Sur 1 milliard 20 millions de personnes souffrant de la faim dans le monde, 60 % sont des femmes, 25 % des enfants et 75 % sont issues de zones rurales. Environ la moitié de la population des pays en voie de développement provient de familles agricoles marginalisées ; à peu près 20 % ne possèdent pas de terres et vivent au dépend de l’agriculture ou d’activités connexes ; enfin 10 % vivent en communautés, lesquelles ont pour moyens de subsistance l’élevage, la pêche et les ressources forestières. Chaque année, 25 000 personnes meurent de faim ou de conséquences liées à la famine, la moitié étant des enfants de moins de cinq ans, et 1 milliard de personnes souffrent de malnutrition. Paradoxalement, plus de 1 milliard de la population mondiale surconsomme et souffre d’obésité à des degrés variés ; le diabète de type II est devenu la pandémie dont la croissance est la plus rapide au monde ; par ailleurs la moitié de la production alimentaire n’est pas consommée étant donné des pertes et gâchis, soit après récoltes, soit lors de sa transformation, ou par négligence des détaillants et consommateurs.

L’exploitation agricole familiale à petite échelle forme un système qui est à la fois une façon de vivre, une unité de production et de consommation, ainsi qu’un noyau social, écologique et culturel. Dans un tel système, la principale main-d’œuvre est la famille : elle représente plus de 1 milliard de travailleurs dont 96 % vivent dans les pays du sud ; elle permet à 2 milliards 800 millions de personnes de vivre, ce qui représente 25 % de la population mondiale actuelle, laquelle est estimée à 7 milliards.

L’agriculture à petite échelle est la plus importante forme de production vivrière permettant une multiplication des semences ainsi que la préservation des cultures traditionnelles et organiques, cela dans le monde entier. 85 % des cultures vivrières sont consommées localement ou quasi-localement. Les petits exploitants agricoles, composés de paysans, pêcheurs, bergers, femmes et autochtones, jouent un rôle très important dans l’augmentation de la productivité agricole et du rendement, dans le respect de normes écologiques, culturelles et de développement durable. Ils permettent à 70 % de la population mondiale de se nourrir. L’agriculture à petite échelle contribue au développement social, environnemental et économique, en créant des emplois, en conservant des pratiques culturelles bénéfiques, en permettant un développement rural durable, et en préservant les écosystèmes. C’est de loin grâce aux petits producteurs agricoles que se fait la plus grande part d’investissement en agriculture, en termes de capital et de connaissances.

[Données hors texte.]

use serde::{Deserialize, Serialize};

use super::enums::{SubscriptionTier, UserRole};

/// Identity record. Created at signup and mutated by profile edits and the
/// subscription webhook; the reminder service never deletes users.
#[derive(Debug, Clone, PartialEq, Eq, Serialize, Deserialize)]
#[serde(rename_all = "camelCase")]
pub struct User {
    pub id: String,
    pub email: String,
    pub display_name: String,
    pub role: UserRole,
    pub subscription_tier: SubscriptionTier,
    /// Tracked pathology identifiers.
    pub pathologies: Vec<String>,
    /// Registered push-delivery tokens, one per client installation.
    pub push_tokens: Vec<String>,
    pub is_validated: bool,
}

impl User {
    /// Name used in greetings: display name, else the local part of the email.
    pub fn greeting_name(&self) -> &str {
        let name = self.display_name.trim();
        if !name.is_empty() {
            return name;
        }
        self.email
            .split('@')
            .next()
            .filter(|local| !local.is_empty())
            .unwrap_or("there")
    }
}
//! Shared-secret protection for the dispatch trigger and token registration.
//!
//! When a secret is configured the caller must send
//! `Authorization: Bearer <secret>`. Digests are compared in constant time.

use axum::extract::Request;
use axum::middleware::Next;
use axum::response::{IntoResponse, Response};
use subtle::ConstantTimeEq;

use crate::api::error::ApiError;
use crate::api::types::{hash_secret, ApiContext};

pub async fn require_trigger_secret(req: Request, next: Next) -> Response {
    match check(&req) {
        Ok(()) => next.run(req).await,
        Err(err) => err.into_response(),
    }
}

fn check(req: &Request) -> Result<(), ApiError> {
    let ctx = req
        .extensions()
        .get::<ApiContext>()
        .ok_or(ApiError::Internal("missing API context".into()))?;

    let Some(expected) = ctx.trigger_secret_hash else {
        return Ok(());
    };

    let presented = req
        .headers()
        .get("Authorization")
        .and_then(|v| v.to_str().ok())
        .and_then(|v| v.strip_prefix("Bearer "))
        .ok_or(ApiError::Unauthorized)?;

    if bool::from(hash_secret(presented)[..].ct_eq(&expected[..])) {
        Ok(())
    } else {
        tracing::warn!(path = %req.uri().path(), "Request rejected: wrong secret");
        Err(ApiError::Unauthorized)
    }
}
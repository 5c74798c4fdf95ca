//! Deliver-then-speak hand-off.
//!
//! The background agent receives the notification click and posts a tagged
//! message to the client window, which speaks the text it carries. The two
//! sides only share the channel.

use serde::{Deserialize, Serialize};
use thiserror::Error;
use tokio::sync::mpsc;

use super::push::PushData;

/// Message posted from the background agent to a client window.
#[derive(Debug, Clone, PartialEq, Eq, Serialize, Deserialize)]
#[serde(tag = "type")]
pub enum ClientMessage {
    #[serde(rename = "PLAY_SPEAKING_MESSAGE")]
    PlaySpeakingMessage { message: String },
}

#[derive(Error, Debug, Clone, PartialEq, Eq)]
pub enum RelayError {
    #[error("No active client window")]
    NoActiveClient,

    #[error("Speech synthesis failed: {0}")]
    Speech(String),
}

/// Text-to-speech capability of a client.
pub trait Speaker: Send + Sync {
    fn speak(&self, text: &str) -> Result<(), RelayError>;
}

/// Create a connected agent/window pair.
pub fn speech_channel(capacity: usize) -> (BackgroundAgent, ClientWindow) {
    let (tx, rx) = mpsc::channel(capacity.max(1));
    (BackgroundAgent { tx }, ClientWindow { rx })
}

#[derive(Clone)]
pub struct BackgroundAgent {
    tx: mpsc::Sender<ClientMessage>,
}

impl BackgroundAgent {
    /// Forward the notification's speak text to the client window.
    pub async fn on_notification_click(&self, data: &PushData) -> Result<(), RelayError> {
        let text = data.message.trim();
        if text.is_empty() {
            tracing::debug!(url = %data.url, "Notification carries no speech text");
            return Ok(());
        }
        self.tx
            .send(ClientMessage::PlaySpeakingMessage {
                message: text.to_string(),
            })
            .await
            .map_err(|_| RelayError::NoActiveClient)
    }

    pub fn has_active_client(&self) -> bool {
        !self.tx.is_closed()
    }
}

pub struct ClientWindow {
    rx: mpsc::Receiver<ClientMessage>,
}

impl ClientWindow {
    /// Next message, or `None` once every agent is gone.
    pub async fn recv(&mut self) -> Option<ClientMessage> {
        self.rx.recv().await
    }

    /// Wait for the next message and speak it. Returns the spoken text.
    pub async fn play_next(&mut self, speaker: &dyn Speaker) -> Result<Option<String>, RelayError> {
        match self.recv().await {
            Some(ClientMessage::PlaySpeakingMessage { message }) => {
                speaker.speak(&message)?;
                Ok(Some(message))
            }
            None => Ok(None),
        }
    }
}
//! API middleware.

pub mod trigger_auth;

« Les exploitations agricoles familiales produisent jusqu’à 80 % de la consommation alimentaire des pays africains ; une grande partie de cette production n’entrant pas dans le marché officiel. Elles amènent un emploi à 70 % de la population, directement et en stimulant les économies locales, et constituent la seule solution à un chômage grandissant chez les jeunes ».1

Des sociétés d’investissement en biocarburants et des gros producteurs pratiquant la monoculture extensive ont privé des millions de petits producteurs de leurs terres et autres ressources productives, générant dans de nombreux pays une violation des droits de l’homme. Des investisseurs privés dans le domaine de l’agriculture forment un large panel d’acteurs divers, composé de sociétés impliquées tant dans la production agricole que dans des investissements de fonds, en quête d’opportunités d’acquisition de terres et autres biens. La tendance actuelle des multinationales est de contrôler directement la production agricole, ce qui mène à une augmentation d’intégrations verticales de la chaîne agro-alimentaire, et a pour conséquence de piéger les fermiers pauvres et endettés, ceci même dans le contexte d’une agriculture contractuelle. Les petits exploitants sont dans le monde entier victimes des tarifs agricoles en cours, du climat et des marchés. Ils sont méprisés, non reconnus, non soutenus et non pris en compte dans le PIB. Ils ont peu de moyens et de ressources financières ; ils sont étouffés par les crédits bancaires et loyers à payer. Devant l’impossibilité de payer leurs dettes, ils vendent leurs terres et sont condamnés à disparaître ; il leur arrive même de se suicider.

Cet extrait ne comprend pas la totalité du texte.